**Prompt:** With the line containing "of one metric" as the start and the line containing "let mut min = f64::INFINITY;" as the end, transcribe that span of the entries below exactly, including both.

**Records supplied:**

BEGIN

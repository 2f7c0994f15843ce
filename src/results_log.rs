//! Console and CSV results log with an end-of-run summary.
//!
//! [`ResultsLog`] is the default [`MetricsSink`]. Each record is printed as one
//! console line and, when a CSV path is configured, appended to the CSV file:
//!
//! ```text
//! ip,port,timestamp,elapsed,bandwidth_mbps,loss_percent,jitter_ms
//! 127.0.0.1,40512,1760860800.123456,1.000,0.98,0.00,0.42
//! ```
//!
//! Metrics that were not computable for a window are left empty.

use crate::metrics::{MetricsRecord, MetricsSink};
use crate::Result;
use log::error;
use parking_lot::Mutex;
use serde::Serialize;
use std::fs::File;
use std::io::{BufWriter, Write};
use std::path::{Path, PathBuf};

const CSV_HEADER: &str = "ip,port,timestamp,elapsed,bandwidth_mbps,loss_percent,jitter_ms";

/// Average, minimum, and maximum of one metric
#[derive(Debug, Clone, Copy, PartialEq, Serialize)]
pub struct MetricSummary {
    pub avg: f64,
    pub min: f64,
    pub max: f64,
}

impl MetricSummary {
    fn from_values(values: impl Iterator<Item = f64>) -> Option<Self> {
        let mut count = 0usize;
        let mut sum = 0.0;
        let mut min = f64::INFINITY;
        let mut max = f64::NEG_INFINITY;

        for v in values {
            count += 1;
            sum += v;
            min = min.min(v);
            max = max.max(v);
        }

        (count > 0).then(|| Self {
            avg: sum / count as f64,
            min,
            max,
        })
    }
}

/// Aggregate over every record of a run
#[derive(Debug, Clone, PartialEq, Serialize)]
pub struct Summary {
    pub measurements: usize,
    pub duration_secs: f64,
    #[serde(skip_serializing_if = "Option::is_none")]
    pub bandwidth_mbps: Option<MetricSummary>,
    #[serde(skip_serializing_if = "Option::is_none")]
    pub loss_percent: Option<MetricSummary>,
    #[serde(skip_serializing_if = "Option::is_none")]
    pub jitter_ms: Option<MetricSummary>,
}

struct LogState {
    records: Vec<MetricsRecord>,
    csv: Option<BufWriter<File>>,
}

/// Thread-safe results log.
///
/// # Examples
///
/// ```
/// use netmeter::metrics::{MetricsSink, WindowMetrics};
/// use netmeter::results_log::ResultsLog;
///
/// let log = ResultsLog::console(false);
/// let peer = "127.0.0.1:5001".parse().unwrap();
/// log.record(WindowMetrics::bandwidth_only(12.5).into_record(peer));
///
/// let summary = log.summary().unwrap();
/// assert_eq!(summary.measurements, 1);
/// assert_eq!(summary.bandwidth_mbps.unwrap().max, 12.5);
/// ```
pub struct ResultsLog {
    state: Mutex<LogState>,
    csv_path: Option<PathBuf>,
    json: bool,
}

impl ResultsLog {
    /// Creates a console-only log.
    pub fn console(json: bool) -> Self {
        Self {
            state: Mutex::new(LogState {
                records: Vec::new(),
                csv: None,
            }),
            csv_path: None,
            json,
        }
    }

    /// Creates a log that also writes every record to a CSV file at `path`.
    ///
    /// # Errors
    ///
    /// Returns an I/O error if the file cannot be created or the header written.
    pub fn with_csv(path: &Path, json: bool) -> Result<Self> {
        let mut writer = BufWriter::new(File::create(path)?);
        writeln!(writer, "{}", CSV_HEADER)?;
        writer.flush()?;

        Ok(Self {
            state: Mutex::new(LogState {
                records: Vec::new(),
                csv: Some(writer),
            }),
            csv_path: Some(path.to_path_buf()),
            json,
        })
    }

    /// Creates a CSV log when `path` is set, otherwise a console log.
    pub fn open(path: Option<&Path>, json: bool) -> Result<Self> {
        match path {
            Some(path) => Self::with_csv(path, json),
            None => Ok(Self::console(json)),
        }
    }

    pub fn records(&self) -> Vec<MetricsRecord> {
        self.state.lock().records.clone()
    }

    /// Aggregates the recorded metrics. `None` if nothing was recorded.
    pub fn summary(&self) -> Option<Summary> {
        let state = self.state.lock();
        let first = state.records.first()?;
        let last = state.records.last()?;

        Some(Summary {
            measurements: state.records.len(),
            duration_secs: seconds_between(first, last),
            bandwidth_mbps: MetricSummary::from_values(
                state.records.iter().filter_map(|r| r.bandwidth_mbps),
            ),
            loss_percent: MetricSummary::from_values(
                state.records.iter().filter_map(|r| r.loss_percent),
            ),
            jitter_ms: MetricSummary::from_values(state.records.iter().filter_map(|r| r.jitter_ms)),
        })
    }

    fn print_summary(&self, summary: &Summary) {
        if self.json {
            match serde_json::to_string_pretty(summary) {
                Ok(json) => println!("{}", json),
                Err(e) => error!("Failed to serialize summary: {}", e),
            }
            return;
        }

        println!();
        println!("=== Test Summary ===");
        println!("  Duration: {}s", summary.duration_secs as u64);
        println!("  Measurements: {}", summary.measurements);

        if let Some(bw) = summary.bandwidth_mbps {
            println!(
                "  Bandwidth: avg={:.2} Mbps, min={:.2}, max={:.2}",
                bw.avg, bw.min, bw.max
            );
        }
        if let Some(loss) = summary.loss_percent {
            println!(
                "  Loss: avg={:.2}%, min={:.2}, max={:.2}",
                loss.avg, loss.min, loss.max
            );
        }
        if let Some(jitter) = summary.jitter_ms {
            println!(
                "  Jitter: avg={:.6} ms, min={:.6}, max={:.6}",
                jitter.avg, jitter.min, jitter.max
            );
        }
    }
}

impl MetricsSink for ResultsLog {
    fn record(&self, record: MetricsRecord) {
        let mut state = self.state.lock();
        let elapsed = state
            .records
            .first()
            .map(|first| seconds_between(first, &record))
            .unwrap_or(0.0);

        println!("{}", format_console_line(&record, elapsed));

        if let Some(csv) = state.csv.as_mut() {
            let row = format_csv_row(&record, elapsed);
            if let Err(e) = writeln!(csv, "{}", row).and_then(|_| csv.flush()) {
                error!("Failed to write metrics to CSV: {}", e);
            }
        }

        state.records.push(record);
    }

    fn summarize(&self) {
        match self.summary() {
            Some(summary) => self.print_summary(&summary),
            None => println!("No statistics recorded"),
        }

        if let Some(path) = &self.csv_path {
            println!("Results saved to {}", path.display());
        }
    }
}

fn seconds_between(first: &MetricsRecord, later: &MetricsRecord) -> f64 {
    let micros = (later.timestamp - first.timestamp)
        .num_microseconds()
        .unwrap_or(0);
    micros.max(0) as f64 / 1_000_000.0
}

fn unix_secs(record: &MetricsRecord) -> f64 {
    record.timestamp.timestamp_micros() as f64 / 1_000_000.0
}

/// Formats one record for the console, omitting absent metrics.
pub fn format_console_line(record: &MetricsRecord, elapsed: f64) -> String {
    let mut parts = vec![format!(
        "[{:03}s] [Peer:{}:{}]",
        elapsed as u64,
        record.peer.ip(),
        record.peer.port()
    )];

    if let Some(bw) = record.bandwidth_mbps {
        parts.push(format!("Bandwidth: {:.2} Mbps", bw));
    }
    if let Some(loss) = record.loss_percent {
        parts.push(format!("Loss: {:.2}%", loss));
    }
    if let Some(jitter) = record.jitter_ms {
        parts.push(format!("Jitter: {:.6} ms", jitter));
    }

    parts.join(" ")
}

/// Formats one record as a CSV row, leaving absent metrics empty.
pub fn format_csv_row(record: &MetricsRecord, elapsed: f64) -> String {
    let cell = |value: Option<f64>| value.map(|v| format!("{:.2}", v)).unwrap_or_default();

    format!(
        "{},{},{:.6},{:.3},{},{},{}",
        record.peer.ip(),
        record.peer.port(),
        unix_secs(record),
        elapsed,
        cell(record.bandwidth_mbps),
        cell(record.loss_percent),
        cell(record.jitter_ms)
    )
}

END

**Finished task:**
/// Average, minimum, and maximum of one metric
#[derive(Debug, Clone, Copy, PartialEq, Serialize)]
pub struct MetricSummary {
    pub avg: f64,
    pub min: f64,
    pub max: f64,
}

impl MetricSummary {
    fn from_values(values: impl Iterator<Item = f64>) -> Option<Self> {
        let mut count = 0usize;
        let mut sum = 0.0;
        let mut min = f64::INFINITY;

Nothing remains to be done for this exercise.